You spoke yesterday on immigration reform – at Ellis Island of all places (even though I thought those liberal city-folk just weren’t American enough for ya) – lambasting the DREAM Act for a laundry list of reasons that you just so happened to get blatantly wrong on nearly every point. You tend to do that often on many topics that face the nation these days; military spending, economic stimuli, and national security are just a few others to take a brushed-off backseat to the real motivation: leading the country to Jesus (for profit, of course).
Because really, what does reason, accountability or (in this case of emissions) science have over our Jesus? Why should we care whether or not the planet is crumbling, drying, flooding or burning? What does it really matter that entire civilizations are threatened by famine, disease and widespread violence due in large part to factual data-supported climate change?

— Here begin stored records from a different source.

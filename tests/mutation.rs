// In-place mutation semantics: visibility, validation, plural slots.

#[path = "support/common.rs"]
mod common;

use anyhow::Result;
use pocat::{Catalog, CatalogError, MAX_PLURAL_FORMS};

use common::{find_message, sample_catalog};

#[test]
fn set_msgstr_is_visible_in_a_fresh_pass() -> Result<()> {
    let catalog = sample_catalog()?;
    let message = find_message(&catalog, "Untranslated").expect("entry present");
    message.set_msgstr("Jetzt übersetzt")?;

    let again = find_message(&catalog, "Untranslated").expect("entry still present");
    assert_eq!(again.msgstr(), "Jetzt übersetzt");
    Ok(())
}

#[test]
fn mutation_is_visible_through_a_sibling_handle() -> Result<()> {
    let catalog = sample_catalog()?;
    let first = find_message(&catalog, "Hello, world!").expect("entry present");
    let second = find_message(&catalog, "Hello, world!").expect("entry present");

    first.set_msgstr("Servus, Welt!")?;
    assert_eq!(second.msgstr(), "Servus, Welt!");
    Ok(())
}

#[test]
fn mutations_persist_through_write_and_reread() -> Result<()> {
    let catalog = sample_catalog()?;
    let message = find_message(&catalog, "Untranslated").expect("entry present");
    message.set_msgstr("gespeichert")?;
    message.set_comments("edited by test");

    let mut reread = Catalog::new();
    reread.read_str(&catalog.render())?;
    let reloaded = find_message(&reread, "Untranslated").expect("entry present");
    assert_eq!(reloaded.msgstr(), "gespeichert");
    assert_eq!(reloaded.comments(), "edited by test");
    Ok(())
}

#[test]
fn plural_lookup_out_of_range_is_absent_not_an_error() -> Result<()> {
    let catalog = sample_catalog()?;

    let plural = find_message(&catalog, "One file").expect("plural entry");
    assert_eq!(plural.msgstr_plural(0).as_deref(), Some("Eine Datei"));
    assert_eq!(plural.msgstr_plural(5), None);

    let singular = find_message(&catalog, "Hello, world!").expect("singular entry");
    assert_eq!(singular.msgstr_plural(0), None);
    Ok(())
}

#[test]
fn clearing_a_plural_slot_leaves_the_others() -> Result<()> {
    let catalog = sample_catalog()?;
    let plural = find_message(&catalog, "One file").expect("plural entry");

    plural.set_msgstr_plural(1, None)?;
    assert_eq!(plural.msgstr_plural(1), None);
    assert_eq!(plural.msgstr_plural(0).as_deref(), Some("Eine Datei"));

    // Clearing a slot that was never set is a no-op, not an error.
    plural.set_msgstr_plural(6, None)?;
    Ok(())
}

#[test]
fn setting_a_high_slot_grows_the_vector() -> Result<()> {
    let catalog = sample_catalog()?;
    let plural = find_message(&catalog, "One file").expect("plural entry");

    plural.set_msgstr_plural(3, Some("vier Dateien"))?;
    assert_eq!(plural.msgstr_plural(3).as_deref(), Some("vier Dateien"));
    assert_eq!(plural.msgstr_plural(2), None, "intermediate slots stay absent");

    let err = plural
        .set_msgstr_plural(MAX_PLURAL_FORMS, Some("zu viele"))
        .expect_err("index beyond the bound must fail");
    assert!(matches!(err, CatalogError::InvalidArgument(_)), "got: {err}");
    Ok(())
}

#[test]
fn msgid_collision_is_rejected_and_value_unchanged() -> Result<()> {
    let catalog = sample_catalog()?;
    let message = find_message(&catalog, "Untranslated").expect("entry present");

    let err = message
        .set_msgid("Hello, world!")
        .expect_err("colliding msgid must fail");
    assert!(matches!(err, CatalogError::DuplicateKey { .. }), "got: {err}");
    assert_eq!(message.msgid(), "Untranslated");
    Ok(())
}

#[test]
fn empty_msgid_is_rejected() -> Result<()> {
    let catalog = sample_catalog()?;
    let message = find_message(&catalog, "Untranslated").expect("entry present");
    let err = message.set_msgid("").expect_err("empty msgid must fail");
    assert!(matches!(err, CatalogError::InvalidArgument(_)), "got: {err}");
    Ok(())
}

#[test]
fn singular_and_plural_setters_do_not_cross() -> Result<()> {
    let catalog = sample_catalog()?;

    let plural = find_message(&catalog, "One file").expect("plural entry");
    let err = plural.set_msgstr("flat").expect_err("plural rejects msgstr");
    assert!(matches!(err, CatalogError::InvalidArgument(_)), "got: {err}");

    let singular = find_message(&catalog, "Hello, world!").expect("singular entry");
    let err = singular
        .set_msgstr_plural(0, Some("indexed"))
        .expect_err("singular rejects msgstr_plural");
    assert!(matches!(err, CatalogError::InvalidArgument(_)), "got: {err}");
    Ok(())
}

#[test]
fn msgctxt_can_be_set_and_cleared() -> Result<()> {
    let catalog = sample_catalog()?;
    let message = find_message(&catalog, "Untranslated").expect("entry present");

    message.set_msgctxt(Some("sidebar"))?;
    assert_eq!(message.msgctxt().as_deref(), Some("sidebar"));

    message.set_msgctxt(None)?;
    assert_eq!(message.msgctxt(), None);
    Ok(())
}

#[test]
fn msgctxt_change_that_collides_is_rejected() -> Result<()> {
    let mut catalog = Catalog::new();
    catalog.read_str(concat!(
        "msgctxt \"menu\"\n",
        "msgid \"Open\"\n",
        "msgstr \"\"\n",
        "\n",
        "msgctxt \"toolbar\"\n",
        "msgid \"Open\"\n",
        "msgstr \"\"\n",
    ))?;

    let toolbar = catalog
        .messages()
        .find(|m| m.msgctxt().as_deref() == Some("toolbar"))
        .expect("toolbar entry");
    let err = toolbar
        .set_msgctxt(Some("menu"))
        .expect_err("colliding msgctxt must fail");
    assert!(matches!(err, CatalogError::DuplicateKey { .. }), "got: {err}");
    assert_eq!(toolbar.msgctxt().as_deref(), Some("toolbar"));
    Ok(())
}

#[test]
fn promoting_a_singular_message_to_plural() -> Result<()> {
    let catalog = sample_catalog()?;
    let message = find_message(&catalog, "Untranslated").expect("entry present");

    message.set_msgid_plural("Untranslated things")?;
    assert!(message.is_plural());
    message.set_msgstr_plural(0, Some("eins"))?;
    message.set_msgstr_plural(1, Some("viele"))?;
    assert_eq!(message.msgstr_plural(1).as_deref(), Some("viele"));
    Ok(())
}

God is coming – maybe not like he was supposed to last Saturday, but he is coming nonetheless. Why should any of us choose to pay attention to actual science – actual FACTS – when Jesus himself is on his way?
Many – including myself – are just itching to see how that burning “fire” pans out and how well your now-supporters would take to you or your cohorts’ installation of a largely theocratic government in the United States; a Dominion of God over government and American culture and a “return” of the United States to biblical law (kind of like Muslim states, just with a different bearded guy).
But those are big words, huh? Big grown up words, which many in your crowds may not be ready to understand just yet. THEE-OH….THEE-OHH-CRA…ah fuck it, Freedom! Smoke! Pussyfoot! Palin 2012!